### What to do
Return the entire listing, word for word.
BEGIN
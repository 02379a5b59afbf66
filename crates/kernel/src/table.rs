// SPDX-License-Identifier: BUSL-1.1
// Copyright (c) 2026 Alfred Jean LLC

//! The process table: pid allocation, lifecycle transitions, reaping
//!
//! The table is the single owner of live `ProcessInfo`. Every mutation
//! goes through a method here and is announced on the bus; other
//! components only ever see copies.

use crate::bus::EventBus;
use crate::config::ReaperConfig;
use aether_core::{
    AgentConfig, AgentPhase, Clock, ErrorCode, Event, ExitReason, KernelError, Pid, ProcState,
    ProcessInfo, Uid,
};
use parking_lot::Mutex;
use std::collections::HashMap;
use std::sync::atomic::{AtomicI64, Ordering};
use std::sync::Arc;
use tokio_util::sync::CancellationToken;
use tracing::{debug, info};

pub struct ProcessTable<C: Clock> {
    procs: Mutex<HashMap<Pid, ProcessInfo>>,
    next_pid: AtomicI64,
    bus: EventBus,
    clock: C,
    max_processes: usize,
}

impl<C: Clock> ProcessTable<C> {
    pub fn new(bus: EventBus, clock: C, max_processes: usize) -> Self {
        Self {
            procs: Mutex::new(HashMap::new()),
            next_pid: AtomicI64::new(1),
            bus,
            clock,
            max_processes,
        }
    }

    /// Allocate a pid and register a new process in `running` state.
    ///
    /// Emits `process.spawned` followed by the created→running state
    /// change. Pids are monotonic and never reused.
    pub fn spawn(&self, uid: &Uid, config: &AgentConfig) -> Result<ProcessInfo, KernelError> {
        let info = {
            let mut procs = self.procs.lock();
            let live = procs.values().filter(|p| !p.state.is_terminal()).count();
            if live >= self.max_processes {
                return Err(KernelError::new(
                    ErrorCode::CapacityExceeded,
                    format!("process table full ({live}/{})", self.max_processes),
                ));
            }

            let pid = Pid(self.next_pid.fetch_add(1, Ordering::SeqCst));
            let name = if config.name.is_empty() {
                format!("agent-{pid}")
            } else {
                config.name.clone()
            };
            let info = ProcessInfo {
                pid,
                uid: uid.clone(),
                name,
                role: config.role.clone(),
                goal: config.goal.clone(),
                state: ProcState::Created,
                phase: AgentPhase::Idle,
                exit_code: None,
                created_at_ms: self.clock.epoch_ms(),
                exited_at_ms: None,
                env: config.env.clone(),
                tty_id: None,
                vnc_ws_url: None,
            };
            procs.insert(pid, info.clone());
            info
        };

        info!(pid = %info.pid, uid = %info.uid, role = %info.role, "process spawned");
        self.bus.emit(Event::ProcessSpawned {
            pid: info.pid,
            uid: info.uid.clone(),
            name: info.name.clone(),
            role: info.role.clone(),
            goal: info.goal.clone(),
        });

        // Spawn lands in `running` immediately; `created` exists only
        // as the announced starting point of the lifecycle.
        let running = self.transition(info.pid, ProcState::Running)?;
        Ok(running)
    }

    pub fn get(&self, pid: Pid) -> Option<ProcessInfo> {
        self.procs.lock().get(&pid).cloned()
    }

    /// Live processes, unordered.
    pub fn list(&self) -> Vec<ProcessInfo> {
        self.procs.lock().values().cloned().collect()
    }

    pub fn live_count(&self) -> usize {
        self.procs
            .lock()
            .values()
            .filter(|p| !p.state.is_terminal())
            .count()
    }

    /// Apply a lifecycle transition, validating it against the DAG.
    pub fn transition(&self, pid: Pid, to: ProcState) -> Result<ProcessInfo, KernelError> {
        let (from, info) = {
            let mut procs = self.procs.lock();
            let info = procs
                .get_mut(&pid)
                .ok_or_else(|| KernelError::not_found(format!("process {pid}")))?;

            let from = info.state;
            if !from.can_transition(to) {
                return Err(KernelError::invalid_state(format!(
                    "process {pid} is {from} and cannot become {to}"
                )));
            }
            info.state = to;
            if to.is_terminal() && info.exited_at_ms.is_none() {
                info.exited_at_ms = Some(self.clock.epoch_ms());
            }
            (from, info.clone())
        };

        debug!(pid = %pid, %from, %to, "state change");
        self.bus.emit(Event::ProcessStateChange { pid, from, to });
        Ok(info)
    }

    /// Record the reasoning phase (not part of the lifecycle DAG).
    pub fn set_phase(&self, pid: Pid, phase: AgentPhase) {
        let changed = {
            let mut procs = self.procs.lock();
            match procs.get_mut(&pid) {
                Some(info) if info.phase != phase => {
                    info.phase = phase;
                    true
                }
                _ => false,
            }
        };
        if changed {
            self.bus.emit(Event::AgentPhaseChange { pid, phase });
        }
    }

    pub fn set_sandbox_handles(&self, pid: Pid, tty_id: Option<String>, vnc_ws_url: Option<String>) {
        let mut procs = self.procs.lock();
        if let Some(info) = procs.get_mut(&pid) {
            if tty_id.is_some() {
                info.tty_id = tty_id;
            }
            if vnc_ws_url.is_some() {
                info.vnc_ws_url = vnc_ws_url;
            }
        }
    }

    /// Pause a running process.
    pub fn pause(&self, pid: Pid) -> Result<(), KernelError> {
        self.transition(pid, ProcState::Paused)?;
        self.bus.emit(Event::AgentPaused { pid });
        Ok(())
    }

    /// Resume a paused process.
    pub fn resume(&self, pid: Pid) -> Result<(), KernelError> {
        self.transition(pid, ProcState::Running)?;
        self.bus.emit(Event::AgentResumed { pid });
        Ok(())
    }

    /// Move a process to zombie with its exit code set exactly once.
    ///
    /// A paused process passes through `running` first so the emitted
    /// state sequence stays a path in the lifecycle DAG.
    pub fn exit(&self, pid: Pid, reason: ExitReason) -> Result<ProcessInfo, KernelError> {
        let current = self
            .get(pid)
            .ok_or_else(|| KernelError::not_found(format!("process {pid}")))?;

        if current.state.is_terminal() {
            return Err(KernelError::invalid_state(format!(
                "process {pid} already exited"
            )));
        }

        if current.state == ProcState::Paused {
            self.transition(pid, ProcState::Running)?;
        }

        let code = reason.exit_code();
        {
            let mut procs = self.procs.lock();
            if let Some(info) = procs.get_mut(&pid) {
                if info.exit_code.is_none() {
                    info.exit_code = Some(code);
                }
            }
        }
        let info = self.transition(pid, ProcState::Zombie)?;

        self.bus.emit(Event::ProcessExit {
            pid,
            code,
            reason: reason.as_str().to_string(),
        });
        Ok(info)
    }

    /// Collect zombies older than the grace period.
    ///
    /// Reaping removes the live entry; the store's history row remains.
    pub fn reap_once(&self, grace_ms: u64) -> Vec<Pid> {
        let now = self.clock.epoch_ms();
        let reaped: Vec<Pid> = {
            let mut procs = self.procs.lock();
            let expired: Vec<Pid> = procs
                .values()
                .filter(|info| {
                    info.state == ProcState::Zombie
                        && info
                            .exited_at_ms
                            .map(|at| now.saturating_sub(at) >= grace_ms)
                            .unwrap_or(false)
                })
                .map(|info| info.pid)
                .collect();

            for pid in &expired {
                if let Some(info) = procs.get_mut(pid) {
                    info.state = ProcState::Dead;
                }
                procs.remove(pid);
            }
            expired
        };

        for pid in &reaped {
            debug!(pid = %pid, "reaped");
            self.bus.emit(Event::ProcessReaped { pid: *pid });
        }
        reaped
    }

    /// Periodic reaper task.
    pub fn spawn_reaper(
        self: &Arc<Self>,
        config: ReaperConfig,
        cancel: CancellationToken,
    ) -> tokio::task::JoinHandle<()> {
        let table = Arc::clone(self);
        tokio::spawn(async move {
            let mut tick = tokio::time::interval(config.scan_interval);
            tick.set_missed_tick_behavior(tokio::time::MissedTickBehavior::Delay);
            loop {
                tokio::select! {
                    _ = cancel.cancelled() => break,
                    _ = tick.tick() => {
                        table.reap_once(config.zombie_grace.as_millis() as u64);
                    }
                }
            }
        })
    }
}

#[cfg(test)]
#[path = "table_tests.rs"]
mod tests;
END
### Worked solution
repository 02379a5b59afbf66
filename crates/kernel/src/table.rs
// SPDX-License-Identifier: BUSL-1.1
// Copyright (c) 2026 Alfred Jean LLC

//! The process table: pid allocation, lifecycle transitions, reaping
//!
//! The table is the single owner of live `ProcessInfo`. Every mutation
//! goes through a method here and is announced on the bus; other
//! components only ever see copies.

use crate::bus::EventBus;
use crate::config::ReaperConfig;
use aether_core::{
    AgentConfig, AgentPhase, Clock, ErrorCode, Event, ExitReason, KernelError, Pid, ProcState,
    ProcessInfo, Uid,
};
use parking_lot::Mutex;
use std::collections::HashMap;
use std::sync::atomic::{AtomicI64, Ordering};
use std::sync::Arc;
use tokio_util::sync::CancellationToken;
use tracing::{debug, info};

pub struct ProcessTable<C: Clock> {
    procs: Mutex<HashMap<Pid, ProcessInfo>>,
    next_pid: AtomicI64,
    bus: EventBus,
    clock: C,
    max_processes: usize,
}

impl<C: Clock> ProcessTable<C> {
    pub fn new(bus: EventBus, clock: C, max_processes: usize) -> Self {
        Self {
            procs: Mutex::new(HashMap::new()),
            next_pid: AtomicI64::new(1),
            bus,
            clock,
            max_processes,
        }
    }

    /// Allocate a pid and register a new process in `running` state.
    ///
    /// Emits `process.spawned` followed by the created→running state
    /// change. Pids are monotonic and never reused.
    pub fn spawn(&self, uid: &Uid, config: &AgentConfig) -> Result<ProcessInfo, KernelError> {
        let info = {
            let mut procs = self.procs.lock();
            let live = procs.values().filter(|p| !p.state.is_terminal()).count();
            if live >= self.max_processes {
                return Err(KernelError::new(
                    ErrorCode::CapacityExceeded,
                    format!("process table full ({live}/{})", self.max_processes),
                ));
            }

            let pid = Pid(self.next_pid.fetch_add(1, Ordering::SeqCst));
            let name = if config.name.is_empty() {
                format!("agent-{pid}")
            } else {
                config.name.clone()
            };
            let info = ProcessInfo {
                pid,
                uid: uid.clone(),
                name,
                role: config.role.clone(),
                goal: config.goal.clone(),
                state: ProcState::Created,
                phase: AgentPhase::Idle,
                exit_code: None,
                created_at_ms: self.clock.epoch_ms(),
                exited_at_ms: None,
                env: config.env.clone(),
                tty_id: None,
                vnc_ws_url: None,
            };
            procs.insert(pid, info.clone());
            info
        };

        info!(pid = %info.pid, uid = %info.uid, role = %info.role, "process spawned");
        self.bus.emit(Event::ProcessSpawned {
            pid: info.pid,
            uid: info.uid.clone(),
            name: info.name.clone(),
            role: info.role.clone(),
            goal: info.goal.clone(),
        });

        // Spawn lands in `running` immediately; `created` exists only
        // as the announced starting point of the lifecycle.
        let running = self.transition(info.pid, ProcState::Running)?;
        Ok(running)
    }

    pub fn get(&self, pid: Pid) -> Option<ProcessInfo> {
        self.procs.lock().get(&pid).cloned()
    }

    /// Live processes, unordered.
    pub fn list(&self) -> Vec<ProcessInfo> {
        self.procs.lock().values().cloned().collect()
    }

    pub fn live_count(&self) -> usize {
        self.procs
            .lock()
            .values()
            .filter(|p| !p.state.is_terminal())
            .count()
    }

    /// Apply a lifecycle transition, validating it against the DAG.
    pub fn transition(&self, pid: Pid, to: ProcState) -> Result<ProcessInfo, KernelError> {
        let (from, info) = {
            let mut procs = self.procs.lock();
            let info = procs
                .get_mut(&pid)
                .ok_or_else(|| KernelError::not_found(format!("process {pid}")))?;

            let from = info.state;
            if !from.can_transition(to) {
                return Err(KernelError::invalid_state(format!(
                    "process {pid} is {from} and cannot become {to}"
                )));
            }
            info.state = to;
            if to.is_terminal() && info.exited_at_ms.is_none() {
                info.exited_at_ms = Some(self.clock.epoch_ms());
            }
            (from, info.clone())
        };

        debug!(pid = %pid, %from, %to, "state change");
        self.bus.emit(Event::ProcessStateChange { pid, from, to });
        Ok(info)
    }

    /// Record the reasoning phase (not part of the lifecycle DAG).
    pub fn set_phase(&self, pid: Pid, phase: AgentPhase) {
        let changed = {
            let mut procs = self.procs.lock();
            match procs.get_mut(&pid) {
                Some(info) if info.phase != phase => {
                    info.phase = phase;
                    true
                }
                _ => false,
            }
        };
        if changed {
            self.bus.emit(Event::AgentPhaseChange { pid, phase });
        }
    }

    pub fn set_sandbox_handles(&self, pid: Pid, tty_id: Option<String>, vnc_ws_url: Option<String>) {
        let mut procs = self.procs.lock();
        if let Some(info) = procs.get_mut(&pid) {
            if tty_id.is_some() {
                info.tty_id = tty_id;
            }
            if vnc_ws_url.is_some() {
                info.vnc_ws_url = vnc_ws_url;
            }
        }
    }

    /// Pause a running process.
    pub fn pause(&self, pid: Pid) -> Result<(), KernelError> {
        self.transition(pid, ProcState::Paused)?;
        self.bus.emit(Event::AgentPaused { pid });
        Ok(())
    }

    /// Resume a paused process.
    pub fn resume(&self, pid: Pid) -> Result<(), KernelError> {
        self.transition(pid, ProcState::Running)?;
        self.bus.emit(Event::AgentResumed { pid });
        Ok(())
    }

    /// Move a process to zombie with its exit code set exactly once.
    ///
    /// A paused process passes through `running` first so the emitted
    /// state sequence stays a path in the lifecycle DAG.
    pub fn exit(&self, pid: Pid, reason: ExitReason) -> Result<ProcessInfo, KernelError> {
        let current = self
            .get(pid)
            .ok_or_else(|| KernelError::not_found(format!("process {pid}")))?;

        if current.state.is_terminal() {
            return Err(KernelError::invalid_state(format!(
                "process {pid} already exited"
            )));
        }

        if current.state == ProcState::Paused {
            self.transition(pid, ProcState::Running)?;
        }

        let code = reason.exit_code();
        {
            let mut procs = self.procs.lock();
            if let Some(info) = procs.get_mut(&pid) {
                if info.exit_code.is_none() {
                    info.exit_code = Some(code);
                }
            }
        }
        let info = self.transition(pid, ProcState::Zombie)?;

        self.bus.emit(Event::ProcessExit {
            pid,
            code,
            reason: reason.as_str().to_string(),
        });
        Ok(info)
    }

    /// Collect zombies older than the grace period.
    ///
    /// Reaping removes the live entry; the store's history row remains.
    pub fn reap_once(&self, grace_ms: u64) -> Vec<Pid> {
        let now = self.clock.epoch_ms();
        let reaped: Vec<Pid> = {
            let mut procs = self.procs.lock();
            let expired: Vec<Pid> = procs
                .values()
                .filter(|info| {
                    info.state == ProcState::Zombie
                        && info
                            .exited_at_ms
                            .map(|at| now.saturating_sub(at) >= grace_ms)
                            .unwrap_or(false)
                })
                .map(|info| info.pid)
                .collect();

            for pid in &expired {
                if let Some(info) = procs.get_mut(pid) {
                    info.state = ProcState::Dead;
                }
                procs.remove(pid);
            }
            expired
        };

        for pid in &reaped {
            debug!(pid = %pid, "reaped");
            self.bus.emit(Event::ProcessReaped { pid: *pid });
        }
        reaped
    }

    /// Periodic reaper task.
    pub fn spawn_reaper(
        self: &Arc<Self>,
        config: ReaperConfig,
        cancel: CancellationToken,
    ) -> tokio::task::JoinHandle<()> {
        let table = Arc::clone(self);
        tokio::spawn(async move {
            let mut tick = tokio::time::interval(config.scan_interval);
            tick.set_missed_tick_behavior(tokio::time::MissedTickBehavior::Delay);
            loop {
                tokio::select! {
                    _ = cancel.cancelled() => break,
                    _ = tick.tick() => {
                        table.reap_once(config.zombie_grace.as_millis() as u64);
                    }
                }
            }
        })
    }
}

#[cfg(test)]
#[path = "table_tests.rs"]
mod tests;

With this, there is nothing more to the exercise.